Rehabilitated ... Bali Nine ringleaders Myuran Sukumaran and Andrew Chan helped to educate other prisoners. Source: Supplied
AFTER an initial denial of the rights for Andrew Chan and Myuran Sukumaran to have a religious adviser of their choosing, authorities have now agreed that two Australian ministers will be allowed to accompany the men in their final hours.
It is not clear what time the two ministers — David Soper and Cristie Buckingham — will be asked to leave Nusakambangan before the executions but they will not be with them in their final moments as they are strapped to wooden planks and shot. Two Indonesian pastors have been appointed to that role.
Final hours ... Myuran Sukumaran and Andrew Chan spent their last day with their families. Source: Supplied
The turnaround came as the Australian and French governments issued a joint statement with the European Union appealing for President Widodo to halt the planned execution.

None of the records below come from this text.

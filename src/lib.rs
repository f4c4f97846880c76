//! Keyboard firmware logic for a split 3x5+2 keyboard with tap dance
//! keys.
//!
//! The crate does not touch any hardware: the firmware feeds the
//! [`Layout`] with debounced key [`Event`](layout::Event)s and calls
//! [`Layout::tick`] every millisecond, then sends
//! [`Layout::keycodes`] to the host as a [`KbHidReport`].
//!
//! A tap dance key types different things depending on how many
//! times it is tapped in a row and on whether the last press is held.
//! The gesture is classified by the [`Resolver`] into a [`Dance`], and
//! the [`DanceEntry`] of the key gives the keys to send for it.
//!
//! ```
//! use dance_fw::keymap::{DANCES, LAYERS};
//! use dance_fw::layout::{CustomEvent, Event};
//! use dance_fw::{Config, KbHidReport, Layout};
//!
//! let mut layout = Layout::new(LAYERS, &DANCES, Config::default()).unwrap();
//! layout.event(Event::Press(2, 0));
//! assert_eq!(layout.tick(), CustomEvent::NoEvent);
//! let report: KbHidReport = layout.keycodes().collect();
//! assert_eq!(report.as_bytes(), &[0, 0, 0x1D, 0, 0, 0, 0, 0]);
//! ```

#![no_std]

pub mod action;
pub mod boot_hold;
pub mod config;
pub mod dance;
pub mod error;
pub mod key_code;
pub mod keymap;
pub mod layout;
pub mod table;
pub mod trace;

pub use config::Config;
pub use dance::{Dance, Resolver};
pub use error::ConfigError;
pub use key_code::KbHidReport;
pub use layout::Layout;
pub use table::DanceEntry;
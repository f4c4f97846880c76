//! Configuration errors, reported once at startup.

use crate::dance::Dance;

/// A defect in the static configuration.
#[derive(Debug, Clone, Copy, Eq, PartialEq, thiserror::Error)]
pub enum ConfigError {
    /// The dance table has more rows than the resolver can track.
    #[error("dance table has {found} channels, at most {max} are supported")]
    TooManyChannels { found: usize, max: usize },
    /// A layer refers to a dance channel with no table row.
    #[error("key ({row}, {col}) of layer {layer} uses dance channel {channel}, which has no table row")]
    MissingChannel {
        layer: usize,
        row: usize,
        col: usize,
        channel: usize,
    },
    /// A resolution holds an output without releasing it on supersession.
    #[error("channel {channel} holds an output on {dance:?} and never releases it")]
    UnreleasedHold { channel: usize, dance: Dance },
    /// A resolution releases output for a dance that never leaves output open.
    #[error("channel {channel} retracts output on {dance:?}, which is never superseded")]
    UnexpectedRetraction { channel: usize, dance: Dance },
}
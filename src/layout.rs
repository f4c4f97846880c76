//! Layout management.
//!
//! The [`Layout`] is the glue between the key matrix and the USB
//! report: it takes [`Event`]s and `tick`s as input, routes tap dance
//! keys to the [`Resolver`], times the boot key and hold-taps, and
//! generates the keys of each report.
//!
//! Everything the layout sends goes through one output queue, applied
//! at most one output per tick. A tap occupies one report pressed and
//! the next one released, so that two taps of the same key are seen by
//! the host as two key strokes, and so that the outputs of a dance are
//! sent before the key press that interrupted it.

use crate::action::Action;
use crate::boot_hold::LongHold;
use crate::config::Config;
use crate::dance::Resolver;
use crate::error::ConfigError;
use crate::key_code::KeyCode;
use crate::table::{DanceEntry, Emit, Output};
use heapless::{Deque, Vec};
use log::{info, warn};

use State::*;

/// The Layers type.
///
/// The first level correspond to the layer, the two others to the
/// switch matrix.  For example, `layers[1][2][3]` correspond to the
/// key i=2, j=3 on the layer 1.
pub type Layers = &'static [&'static [&'static [Action]]];

/// Outputs waiting to be applied.
const QUEUE_LEN: usize = 32;

/// Events kept while a hold-tap is undecided.
const STACK_LEN: usize = 16;

/// The layout manager. It takes `Event`s and `tick`s as input, and
/// generate keyboard reports.
pub struct Layout {
    layers: Layers,
    default_layer: usize,
    config: Config,
    /// Milliseconds since startup, wrapping.
    now: u32,
    states: Vec<State, 64>,
    waiting: Option<Waiting>,
    stacked: Deque<Stacked, STACK_LEN>,
    dances: Resolver,
    boot: LongHold,
    outputs: Outputs,
    held: Vec<KeyCode, 64>,
    tapped: Option<Action>,
    custom: CustomEvent,
}

/// An event on the key matrix.
#[derive(Debug, Copy, Clone, PartialEq, Eq)]
pub enum Event {
    /// Press event with coordinates (i, j).
    Press(u8, u8),
    /// Release event with coordinates (i, j).
    Release(u8, u8),
}
impl Event {
    /// Returns the coordinates (i, j) of the event.
    pub fn coord(self) -> (u8, u8) {
        match self {
            Event::Press(i, j) => (i, j),
            Event::Release(i, j) => (i, j),
        }
    }

    /// Transforms the coordinates of the event.
    ///
    /// # Example
    ///
    /// ```
    /// # use dance_fw::layout::Event;
    /// assert_eq!(
    ///     Event::Press(3, 10),
    ///     Event::Press(3, 1).transform(|i, j| (i, 11 - j)),
    /// );
    /// ```
    pub fn transform(self, f: impl FnOnce(u8, u8) -> (u8, u8)) -> Self {
        match self {
            Event::Press(i, j) => {
                let (i, j) = f(i, j);
                Event::Press(i, j)
            }
            Event::Release(i, j) => {
                let (i, j) = f(i, j);
                Event::Release(i, j)
            }
        }
    }

    /// Returns `true` if the event is a key press.
    pub fn is_press(self) -> bool {
        match self {
            Event::Press(..) => true,
            Event::Release(..) => false,
        }
    }

    /// Returns `true` if the event is a key release.
    pub fn is_release(self) -> bool {
        match self {
            Event::Release(..) => true,
            Event::Press(..) => false,
        }
    }
}

/// Event from the layout that the firmware has to handle itself.
#[derive(Debug, Copy, Clone, PartialEq, Eq)]
pub enum CustomEvent {
    /// Nothing to do.
    NoEvent,
    /// The boot key was held long enough, jump to the bootloader.
    EnterBootloader,
}

/// What a pressed key does on release.
#[derive(Debug, Eq, PartialEq, Copy, Clone)]
enum State {
    NormalKey { action: Action, coord: (u8, u8) },
    DanceKey { channel: usize, coord: (u8, u8) },
    BootKey { coord: (u8, u8) },
}
impl State {
    fn coord(&self) -> (u8, u8) {
        match *self {
            NormalKey { coord, .. } | DanceKey { coord, .. } | BootKey { coord } => coord,
        }
    }
}

/// A hold-tap key not yet decided.
#[derive(Debug, Eq, PartialEq, Copy, Clone)]
struct Waiting {
    coord: (u8, u8),
    hold: KeyCode,
    tap: KeyCode,
    since: u32,
}

/// An event delayed behind an undecided hold-tap, with its arrival time.
#[derive(Debug, Eq, PartialEq, Copy, Clone)]
struct Stacked {
    event: Event,
    since: u32,
}

struct Outputs(Deque<Output, QUEUE_LEN>);

impl Outputs {
    fn push(&mut self, output: Output) {
        if let Err(output) = self.0.push_back(output) {
            warn!("output queue full, dropping {:?}", output);
        }
    }
}

impl Emit for Outputs {
    fn tap(&mut self, action: Action) {
        self.push(Output::Tap(action));
    }
    fn hold(&mut self, action: Action) {
        self.push(Output::Hold(action));
    }
    fn release(&mut self, action: Action) {
        self.push(Output::Release(action));
    }
}

impl Layout {
    /// Creates a new `Layout` object.
    ///
    /// Fails if a layer uses a dance channel missing from `dances`, or
    /// if the dance table itself is inconsistent.
    pub fn new(
        layers: Layers,
        dances: &'static [DanceEntry],
        config: Config,
    ) -> Result<Self, ConfigError> {
        check_channels(layers, dances.len())?;
        Ok(Self {
            layers,
            default_layer: 0,
            config,
            now: 0,
            states: Vec::new(),
            waiting: None,
            stacked: Deque::new(),
            dances: Resolver::new(dances, config.tapping_term)?,
            boot: LongHold::new(config.boot_hold),
            outputs: Outputs(Deque::new()),
            held: Vec::new(),
            tapped: None,
            custom: CustomEvent::NoEvent,
        })
    }

    /// Iterates on the key codes of the current state.
    pub fn keycodes(&self) -> impl Iterator<Item = KeyCode> + '_ {
        self.held
            .iter()
            .copied()
            .chain(self.tapped.iter().flat_map(|a| a.key_codes()))
    }

    /// The tap dance resolver, for inspection.
    pub fn dances(&self) -> &Resolver {
        &self.dances
    }

    /// Obtain the index of the current active layer
    pub fn current_layer(&self) -> usize {
        self.default_layer
    }

    /// A time event.
    ///
    /// This method must be called regularly, typically every millisecond.
    ///
    /// Returns `CustomEvent::EnterBootloader` once after the boot key
    /// was released.
    pub fn tick(&mut self) -> CustomEvent {
        self.now = self.now.wrapping_add(1);
        if let Some(w) = self.waiting {
            let release = Event::Release(w.coord.0, w.coord.1);
            if self.stacked.iter().any(|s| s.event == release) {
                self.waiting = None;
                self.outputs.tap(Action::KeyCode(w.tap));
                self.replay();
            } else if self.now.wrapping_sub(w.since) >= self.config.tapping_term {
                self.waiting = None;
                self.hold(w);
                self.replay();
            }
        }
        self.dances.tick(self.now, &mut self.outputs);
        self.step();
        core::mem::replace(&mut self.custom, CustomEvent::NoEvent)
    }

    /// Register a key event.
    ///
    /// While a hold-tap is undecided, events are kept and replayed once
    /// it is: a release of the hold-tap before the tapping term makes it
    /// a tap, otherwise it is a hold.
    pub fn event(&mut self, event: Event) {
        if self.waiting.is_none() {
            return self.unstack(event, self.now);
        }
        let stacked = Stacked {
            event,
            since: self.now,
        };
        if let Err(stacked) = self.stacked.push_back(stacked) {
            warn!("too many events behind a hold-tap, holding it");
            if let Some(w) = self.waiting.take() {
                self.hold(w);
            }
            self.replay();
            self.event(stacked.event);
        }
    }

    /// Processes kept events until none is left or a new hold-tap
    /// waits.
    fn replay(&mut self) {
        while self.waiting.is_none() {
            match self.stacked.pop_front() {
                Some(s) => self.unstack(s.event, s.since),
                None => break,
            }
        }
    }

    fn unstack(&mut self, event: Event, now: u32) {
        match event {
            Event::Press(i, j) => self.press((i, j), now),
            Event::Release(i, j) => self.release((i, j), now),
        }
    }

    fn press(&mut self, coord: (u8, u8), now: u32) {
        let action = self.press_as_action(coord, self.default_layer);
        if action.dance().is_none() {
            self.dances.interrupt(now, &mut self.outputs);
        }
        self.do_action(action, coord, now);
    }

    /// A released hold-tap that was tapped has no state: its release
    /// does nothing.
    fn release(&mut self, coord: (u8, u8), now: u32) {
        let state = match self.states.iter().position(|s| s.coord() == coord) {
            Some(i) => self.states.swap_remove(i),
            None => return,
        };
        match state {
            NormalKey { action, .. } => self.outputs.release(action),
            DanceKey { channel, .. } => self.dances.release(channel, now, &mut self.outputs),
            BootKey { .. } => {
                let custom = &mut self.custom;
                self.boot.release(now, || {
                    info!("boot key held, entering bootloader");
                    *custom = CustomEvent::EnterBootloader;
                });
            }
        }
    }

    fn press_as_action(&self, coord: (u8, u8), layer: usize) -> Action {
        self.layers
            .get(layer)
            .and_then(|l| l.get(coord.0 as usize))
            .and_then(|l| l.get(coord.1 as usize))
            .copied()
            .unwrap_or(Action::NoOp)
    }

    fn do_action(&mut self, action: Action, coord: (u8, u8), now: u32) {
        use Action::*;
        match action {
            NoOp => (),
            KeyCode(_) | MultipleKeyCodes(_) => {
                self.outputs.hold(action);
                self.push_state(NormalKey { action, coord });
            }
            DefaultLayer(value) => {
                if value < self.layers.len() {
                    self.default_layer = value
                }
            }
            HoldTap { hold, tap } => {
                self.waiting = Some(Waiting {
                    coord,
                    hold,
                    tap,
                    since: now,
                })
            }
            TapDance(channel) => {
                self.dances.press(channel, now, &mut self.outputs);
                self.push_state(DanceKey { channel, coord });
            }
            BootHold => {
                self.boot.press(now);
                self.push_state(BootKey { coord });
            }
        }
    }

    fn hold(&mut self, w: Waiting) {
        let action = Action::KeyCode(w.hold);
        self.outputs.hold(action);
        self.push_state(NormalKey {
            action,
            coord: w.coord,
        });
    }

    fn push_state(&mut self, state: State) {
        if let Err(state) = self.states.push(state) {
            warn!("too many keys pressed, ignoring {:?}", state);
        }
    }

    /// Applies the next output.
    fn step(&mut self) {
        if self.tapped.take().is_some() {
            return;
        }
        match self.outputs.0.pop_front() {
            Some(Output::Tap(action)) => self.tapped = Some(action),
            Some(Output::Hold(action)) => {
                for kc in action.key_codes() {
                    if self.held.push(kc).is_err() {
                        warn!("too many keys held, ignoring {:?}", kc);
                    }
                }
            }
            Some(Output::Release(action)) => {
                for kc in action.key_codes() {
                    if let Some(i) = self.held.iter().position(|&h| h == kc) {
                        self.held.swap_remove(i);
                    }
                }
            }
            None => (),
        }
    }
}

fn check_channels(layers: Layers, channels: usize) -> Result<(), ConfigError> {
    for (layer, rows) in layers.iter().enumerate() {
        for (row, keys) in rows.iter().enumerate() {
            for (col, action) in keys.iter().enumerate() {
                match action.dance() {
                    Some(channel) if channel >= channels => {
                        return Err(ConfigError::MissingChannel {
                            layer,
                            row,
                            col,
                            channel,
                        })
                    }
                    _ => (),
                }
            }
        }
    }
    Ok(())
}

The statement, reported by Fairfax Media, said the executions would not “give deterrent effect to drug trafficking” and that “to execute these prisoners now will not achieve anything”.
“It is our hope that Indonesia can show forgiveness to ten detainees. Forgiveness and rehabilitation are fundamental to the Indonesian judicial system as well as in our system,” it said.
Screams could be heard inside the port building at Cilacap, as the families of Andrew Chan and Myuran Sukumaran prepared to cross to the prison island to say their last goodbyes to the forsaken men.
The Bali Nine ringleaders and seven others are to be executed by firing squads just after the stroke of midnight (3am AEST). Indonesian President Joko Widodo has coldly turned his back on the pleas of the international community to spare them.
So much pain ... Chinthu Sukumaran and his sister Brintha after seeing their brother for the last time. Picture: Adam Taylor Source: News Corp Australia
Nine cheap and badly made silk-lined coffins — each valued at around $100 — passed in an ambulance onto a ferry and over to the prison island of Nusakambangan, confirming the mass execution was in its final planning stages.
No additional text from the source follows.